A spherical harmonic expansion of the static triplet correlation function will
be presented along with a representation of this function utilizing spherical
perimetric coordinates. An extended superposition approximation (ESA) will be
presented and evaluated for certain parts of the triplet correlation function,
for the axi-symmetric models of HGO and a much more realistic model for CO2.
Molecular dynamics and Monte Carlo simulated triplet correlation functions for
the dense fluid state will be utilized to evaluate the extended ESA and convergence
of the expansion will be considered, both for the simulated data and for the
ESA. Accurate representation of the triplet correlation function allows for
estimation of three-body energy contributions, and evaluation of the ESA allows
for the validation of the closure of the Born-Green-Yvon hierarchy in theories
of the liquid state.
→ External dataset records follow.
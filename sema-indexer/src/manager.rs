//! Index manager: creates, rebuilds, and removes indexes across the
//! registry, the triplestore catalog, and the Search Engine.

use futures::stream::{self, StreamExt};
use serde_json::Value as JsonValue;
use std::collections::BTreeMap;
use std::sync::Arc;
use tokio::sync::watch;

use sema_config::{canonical_groups, index_name, AllowedGroup, SearchSettings, TypeConfig};
use sema_elastic::SearchBackend;
use sema_sparql::{iri_ref, quoted_literal, AuthScope, Triplestore};
use sema_vocab::{auth, mu};

use crate::builder::DocumentBuilder;
use crate::error::{IndexerError, Result};
use crate::registry::{IndexRegistry, IndexStatus, SearchIndex};

/// Owns the index lifecycle: the in-memory registry, the persisted catalog,
/// and the Search-Engine indexes behind it.
pub struct IndexManager {
    registry: IndexRegistry,
    store: Arc<dyn Triplestore>,
    engine: Arc<dyn SearchBackend>,
    config: Arc<TypeConfig>,
    settings: Arc<SearchSettings>,
    builder: Arc<DocumentBuilder>,
    shutdown: watch::Receiver<bool>,
}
The slow convergence of the spherical harmonic expansion
will be brought up for discussion.
Wednesday, February 19, 2003
| Title |
Black-Scholes Equations and Solutions in Mathematical Finance |
| Speaker |
Professor Yuncheng You |
| Time |
1:00-2:00 p.m. |
| Place |
SCA 202 |
Abstract
The Black-Scholes equation was first drafted by F. Black, M. Scholes, and R.
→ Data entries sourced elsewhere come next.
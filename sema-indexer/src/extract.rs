//! Attachment text extraction with a content-addressed cache.

use async_trait::async_trait;
use sha2::{Digest, Sha256};
use std::fmt;
use std::path::{Path, PathBuf};
use thiserror::Error;

/// Extractor failure. Extraction errors never fail a document; callers log
/// and emit a null content field.
#[derive(Error, Debug)]
#[error("extraction failed: {0}")]
pub struct ExtractorError(pub String);

/// The external text extractor the pipeline calls on attachment files.
///
/// Returns the extracted text, or `None` when the file has no extractable
/// content.
#[async_trait]
pub trait TextExtractor: Send + Sync + fmt::Debug {
    async fn extract(
        &self,
        path: &Path,
        bytes: &[u8],
    ) -> std::result::Result<Option<String>, ExtractorError>;
}

/// Filesystem cache of extraction results, one file per content hash.
///
/// The key is the SHA-256 of the file bytes, so identical content shares an
/// entry regardless of its path, and concurrent writers are harmless: both
/// write identical bytes. Empty results are stored as empty marker files so
/// repeat misses stay cheap.
#[derive(Debug, Clone)]
pub struct ExtractionCache {
    dir: PathBuf,
}

impl ExtractionCache {
    pub fn new(dir: impl Into<PathBuf>) -> Self {
        Self { dir: dir.into() }
    }

    /// Content key: SHA-256 hex of the file bytes.
    pub fn key(bytes: &[u8]) -> String {
        let digest = Sha256::digest(bytes);
        let mut out = String::with_capacity(digest.len() * 2);
        for b in digest {
            out.push_str(&format!("{b:02x}"));
        }
        out
    }

    fn entry_path(&self, key: &str) -> PathBuf {
        self.dir.join(key)
    }

    /// Return cached text for the content, extracting on a miss.
    ///
    /// I/O and extractor errors are logged and yield `None`; failed
    /// extractions are not cached.
    pub async fn get_or_extract(
        &self,
        file_path: &Path,
        bytes: &[u8],
        extractor: &dyn TextExtractor,
    ) -> Option<String> {
        let key = Self::key(bytes);
        let entry = self.entry_path(&key);

        match tokio::fs::read_to_string(&entry).await {
            Ok(text) if text.is_empty() => return None,
            Ok(text) => return Some(text),
            Err(e) if e.kind() == std::io::ErrorKind::NotFound => {}
            Err(e) => {
                tracing::warn!(error = %e, key = %key, "failed to read extraction cache entry");
            }
        }

        let extracted = match extractor.extract(file_path, bytes).await {
            Ok(result) => result,
            Err(e) => {
                tracing::warn!(error = %e, path = %file_path.display(), "text extraction failed");
                return None;
            }
        };

        let content = extracted.unwrap_or_default();
        if let Err(e) = self.store(&entry, &content).await {
            tracing::warn!(error = %e, key = %key, "failed to write extraction cache entry");
        }

        if content.is_empty() {
            None
        } else {
            Some(content)
        }
    }

    async fn store(&self, entry: &Path, content: &str) -> std::io::Result<()> {
        tokio::fs::create_dir_all(&self.dir).await?;
        tokio::fs::write(entry, content).await
    }
}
Merton in 1969 and was officially published in 1973. Later in 1997, M. Scholes
and R. Merton received the Nobel Prize for Economics as an award on this work.
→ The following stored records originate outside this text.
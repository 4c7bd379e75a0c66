//! RDF Vocabulary Constants for sema-search
//!
//! This crate provides a centralized location for the RDF vocabulary IRIs
//! and namespace constants used throughout the sema-search workspace.
//!
//! # Organization
//!
//! Constants are organized by vocabulary:
//! - `rdf` - RDF vocabulary (http://www.w3.org/1999/02/22-rdf-syntax-ns#)
//! - `xsd` - XSD vocabulary (http://www.w3.org/2001/XMLSchema#)
//! - `mu` - mu core vocabulary (resource uuids)
//! - `auth` - index catalog vocabulary and the authorization graph
//! - `share` - the attachment file IRI scheme

/// RDF vocabulary constants
pub mod rdf {
    /// rdf:type IRI
    pub const TYPE: &str = "http://www.w3.org/1999/02/22-rdf-syntax-ns#type";

    /// rdf:langString IRI
    pub const LANG_STRING: &str = "http://www.w3.org/1999/02/22-rdf-syntax-ns#langString";
}

/// XSD vocabulary constants
pub mod xsd {
    /// xsd:string IRI
    pub const STRING: &str = "http://www.w3.org/2001/XMLSchema#string";

    /// xsd:integer IRI
    pub const INTEGER: &str = "http://www.w3.org/2001/XMLSchema#integer";

    /// xsd:long IRI
    pub const LONG: &str = "http://www.w3.org/2001/XMLSchema#long";

    /// xsd:int IRI
    pub const INT: &str = "http://www.w3.org/2001/XMLSchema#int";

    /// xsd:short IRI
    pub const SHORT: &str = "http://www.w3.org/2001/XMLSchema#short";

    /// xsd:decimal IRI
    pub const DECIMAL: &str = "http://www.w3.org/2001/XMLSchema#decimal";

    /// xsd:double IRI
    pub const DOUBLE: &str = "http://www.w3.org/2001/XMLSchema#double";

    /// xsd:float IRI
    pub const FLOAT: &str = "http://www.w3.org/2001/XMLSchema#float";

    /// xsd:boolean IRI
    pub const BOOLEAN: &str = "http://www.w3.org/2001/XMLSchema#boolean";

    /// xsd:date IRI
    pub const DATE: &str = "http://www.w3.org/2001/XMLSchema#date";

    /// xsd:dateTime IRI
    pub const DATE_TIME: &str = "http://www.w3.org/2001/XMLSchema#dateTime";

    /// xsd:time IRI
    pub const TIME: &str = "http://www.w3.org/2001/XMLSchema#time";
}

/// mu core vocabulary constants
pub mod mu {
    /// mu:uuid IRI - the resource uuid predicate, indexed by default on
    /// every document under the `uuid` field
    pub const UUID: &str = "http://mu.semte.ch/vocabularies/core/uuid";
}

/// Index catalog vocabulary
///
/// Persisted index records live in the authorization graph as
/// `auth:ElasticsearchIndex` resources carrying the object type, the
/// deterministic index name, and JSON-encoded group descriptors.
pub mod auth {
    /// The graph holding persisted index records
    pub const GRAPH: &str = "http://mu.semte.ch/authorization";

    /// Class of a persisted index record
    pub const ELASTICSEARCH_INDEX: &str =
        "http://mu.semte.ch/vocabularies/search/ElasticsearchIndex";

    /// The type_name an index serves
    pub const OBJECT_TYPE: &str = "http://mu.semte.ch/vocabularies/search/objectType";

    /// The deterministic Search-Engine index name
    pub const INDEX_NAME: &str = "http://mu.semte.ch/vocabularies/search/indexName";

    /// A JSON-encoded allowed-group descriptor
    pub const HAS_ALLOWED_GROUP: &str = "http://mu.semte.ch/vocabularies/search/hasAllowedGroup";

    /// A JSON-encoded used-group descriptor
    pub const HAS_USED_GROUP: &str = "http://mu.semte.ch/vocabularies/search/hasUsedGroup";
}

/// Attachment file IRI scheme
pub mod share {
    /// Scheme prefix stripped from file IRIs when resolving them to
    /// filesystem paths under the attachment base directory
    pub const SCHEME: &str = "share://";
}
(Fisher Black died in 1995). As the 10/15/97 New York Times commented, it was
a breakthrough and plays a profound role in the explosive growth in financial
markets since the 1970's. In this talk, we shall take the PDE approach to derive
this BSE along with some generalizations and find the explicit solutions. We
shall briefly comment on some applications to the arbitarge-based pricing theory
of derivative securities in finance.
Wednesday, February 5, 2003
| Title |
The Role of Feedbacks in Community Networks |
| Speaker |
Professor Gary Huxel
Department of Biology |
| Time |
1:00-2:00 p.m. |
| Place |
SCA 202 |
Abstract
This talk will be on systems of differential equations and the limitations
of current food web models.
Wednesday, January 22, 2003
| Title |
Crystal Engineering of Nanoscale Structures |
| Speaker |
Professor Mike Zaworotko and Brian Moulton
Department of Chemistry |
| Time |
1:00-2:00 p.m. |
| Place |
SCA 202 |
Abstract
Chemists can use solid-state architecture to design new structures without
developing new molecular structures. We focus on the self-assembly of known
molecules or ions, the geometries of the components and the topologies of the
networks thus generated.
This seminar will meet on alternate Wednesdays at 1:00 p.m. in SCA 202, beginning
January 22nd. A more complete schedule of talks will appear soon.